Carry out prioritization activities, like voting for the most important pain points or ideas, asking for feedback from different team members, and keeping them on their feet. Use check-in, opening, exploring, and closing activities. Find good examples of such exercises here

To help participants switch and reset but stay engaged, ask them to get creative. E.g., they can take screenshots or photos and attach them to a journey map. This will help the participants to engage with a map on a different level, build empathy, and stay focused.

Break, break, break

Create mini-breaks and transitions between activities that require different mindsets (focusing and goal setting vs. research and empathy vs. defining problems vs. ideation). 
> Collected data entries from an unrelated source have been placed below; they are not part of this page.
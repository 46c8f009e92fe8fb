// SPDX-License-Identifier: MPL-2.0
// This Source Code Form is subject to the terms of the Mozilla Public
// License, v. 2.0. If a copy of the MPL was not distributed with this
// file, You can obtain one at https://mozilla.org/MPL/2.0/.

//! Cached state of a single shutter.

use crate::types::{Position, PositionState};

use super::StateChange;

/// Last known state of a shutter.
///
/// A fresh state describes an open, idle shutter: position 100, stopped,
/// target 100. It only changes through [`ShutterState::apply`].
///
/// # Examples
///
/// ```
/// use tasmota_blinds::state::{ShutterState, StateChange};
/// use tasmota_blinds::types::{Position, PositionState};
///
/// let mut state = ShutterState::new();
/// assert_eq!(state.current_position(), Position::OPEN);
/// assert_eq!(state.position_state(), PositionState::Stopped);
///
/// let changed = state.apply(&StateChange::CurrentPosition(Position::new(42).unwrap()));
/// assert!(changed);
/// assert_eq!(state.current_position().value(), 42);
/// ```
#[derive(Debug, Clone, Copy, PartialEq, Eq, Default)]
pub struct ShutterState {
    current_position: Position,
    position_state: PositionState,
    target_position: Position,
}

impl ShutterState {
    /// Creates the default state (open and stopped).
    #[must_use]
    pub fn new() -> Self {
        Self::default()
    }

    /// Returns the current position.
    #[must_use]
    pub fn current_position(&self) -> Position {
        self.current_position
    }

    /// Returns the movement state.
    #[must_use]
    pub fn position_state(&self) -> PositionState {
        self.position_state
    }

    /// Returns the target position.
    #[must_use]
    pub fn target_position(&self) -> Position {
        self.target_position
    }

    /// Applies a change and returns `true` if the stored value differed.
    pub fn apply(&mut self, change: &StateChange) -> bool {
        match *change {
            StateChange::CurrentPosition(p) => replace(&mut self.current_position, p),
            StateChange::PositionState(s) => replace(&mut self.position_state, s),
            StateChange::TargetPosition(p) => replace(&mut self.target_position, p),
        }
    }
}

fn replace<T: PartialEq>(slot: &mut T, value: T) -> bool {
    if *slot == value {
        false
    } else {
        *slot = value;
        true
    }
}
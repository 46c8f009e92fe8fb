// SPDX-License-Identifier: MPL-2.0
// This Source Code Form is subject to the terms of the Mozilla Public
// License, v. 2.0. If a copy of the MPL was not distributed with this
// file, You can obtain one at https://mozilla.org/MPL/2.0/.

//! Parsing of Tasmota shutter reports.
//!
//! A shutter controller publishes the state of its shutters on two topics:
//!
//! - `stat/<topic>/RESULT` - the fields that changed, after a command or move
//! - `tele/<topic>/SENSOR` - a periodic snapshot of every shutter
//!
//! Both carry one JSON object per shutter keyed by its name:
//!
//! ```text
//! {"Time":"2020-09-12T13:55:32","Shutter1":{"Position":0,"Direction":0,"Target":0}}
//! {"Shutter2":{"Position":100,"Direction":0,"Target":100}}
//! ```

mod shutter_report;

pub use shutter_report::ShutterReport;
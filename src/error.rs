// SPDX-License-Identifier: MPL-2.0
// This Source Code Form is subject to the terms of the Mozilla Public
// License, v. 2.0. If a copy of the MPL was not distributed with this
// file, You can obtain one at https://mozilla.org/MPL/2.0/.

//! Error types for the shutter bridge.
//!
//! This module provides the error hierarchy used across the crate: value
//! validation, MQTT publishing, payload parsing, and configuration loading.

use thiserror::Error;

use crate::accessory::Characteristic;

/// The main error type for this library.
#[derive(Debug, Error)]
pub enum Error {
    /// Error occurred during value validation.
    #[error("value error: {0}")]
    Value(#[from] ValueError),

    /// Error occurred during protocol communication.
    #[error("protocol error: {0}")]
    Protocol(#[from] ProtocolError),

    /// Error occurred while parsing a device payload.
    #[error("parse error: {0}")]
    Parse(#[from] ParseError),

    /// The accessory configuration is invalid.
    #[error("config error: {0}")]
    Config(#[from] ConfigError),

    /// The host attempted to write a read-only characteristic.
    #[error("characteristic {0} is not writable")]
    CharacteristicNotWritable(Characteristic),
}

/// Errors related to value validation and constraints.
#[derive(Debug, Error, Clone, PartialEq, Eq)]
pub enum ValueError {
    /// A numeric value is outside the allowed range.
    #[error("value {actual} is out of range [{min}, {max}]")]
    OutOfRange {
        /// Minimum allowed value.
        min: i64,
        /// Maximum allowed value.
        max: i64,
        /// The actual value that was provided.
        actual: i64,
    },

    /// A Tasmota shutter direction code other than -1, 0 or 1.
    #[error("unknown direction: {0}")]
    InvalidDirection(i64),
}

/// Errors related to MQTT communication.
#[derive(Debug, Error)]
pub enum ProtocolError {
    /// The MQTT client refused the request.
    #[cfg(feature = "mqtt")]
    #[error("MQTT error: {0}")]
    Mqtt(#[from] rumqttc::ClientError),

    /// A transport other than the built-in MQTT client refused the request.
    #[error("request rejected: {0}")]
    Rejected(String),

    /// The bridge was started outside a Tokio runtime.
    #[error("no async runtime: {0}")]
    Runtime(String),

    /// Invalid broker URL or address.
    #[error("invalid address: {0}")]
    InvalidAddress(String),
}

/// Errors related to parsing Tasmota shutter payloads.
#[derive(Debug, Error)]
pub enum ParseError {
    /// The payload is not valid UTF-8.
    #[error("payload is not valid UTF-8: {0}")]
    Utf8(#[from] std::str::Utf8Error),

    /// JSON parsing failed.
    #[error("JSON parse error: {0}")]
    Json(#[from] serde_json::Error),

    /// Unexpected payload format.
    #[error("unexpected payload format: {0}")]
    UnexpectedFormat(String),

    /// Failed to parse a specific value.
    #[error("failed to parse {field}: {message}")]
    InvalidValue {
        /// The field that failed to parse.
        field: String,
        /// Description of the parsing failure.
        message: String,
    },
}

/// Errors raised while loading the accessory configuration.
#[derive(Debug, Error)]
pub enum ConfigError {
    /// The configuration is not valid JSON or has wrongly typed keys.
    #[error("invalid configuration JSON: {0}")]
    Json(#[from] serde_json::Error),

    /// A required key is missing or empty.
    #[error("missing configuration key: {0}")]
    MissingField(&'static str),

    /// A key holds an unusable value.
    #[error("invalid value for {key}: {message}")]
    InvalidValue {
        /// The configuration key.
        key: &'static str,
        /// Description of the problem.
        message: String,
    },
}

/// A specialized Result type for this library.
pub type Result<T> = std::result::Result<T, Error>;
During those, give them a minute to stand up, stretch, or close their eyes for a few moments. Have at least one 10-minute break during a 1.5-hour workshop, when participants can turn off their cameras and switch off completely.

Take time to wrap up

Save at least 3-5 minutes (in the best-case scenario, take up to 10 minutes) at the end of the workshop for feedback and a warm-down activity. Ask the team about what they enjoyed about the workshop the most, what was challenging, and how they see a customer journey map integrated into their day to day work activities. If time allows, invite their questions, and have a short Q&A session.

Communicate the next steps clearly. Review the map, conclude with what has been accomplished during the workshop against what was planned, advise what will happen next, how you will communicate the results and summary (intranet, a Slack chat, email, etc.) and when you will do it. Make it clear how people can participate next time. Encourage the team to brainstorm some ideas for the next session.

After the workshop

Review the session, revisit the map. Evaluate how successful the workshop was and how you can improve next time. Send a follow-up email to the workshop team with the summary, notes, your feedback, and actionable next steps. Schedule the next session or time when you will revisit the map altogether. Share additional resources about journey mapping to keep their interest alive and get them ready for the next session.

Conclusion

Running a successful online journey mapping workshop is no mean feat. For everything to go smoothly, it is vital to use the right tools for your CJM call, think through every aspect of the session before the workshop begins, and follow up right after to set the stage for successful integration of CJM into your team’s workflow. 

If you follow the tips above, you’re that much more likely to ace your next online workshop, keep your team engaged and excited about customer journey mapping and its potential for your business.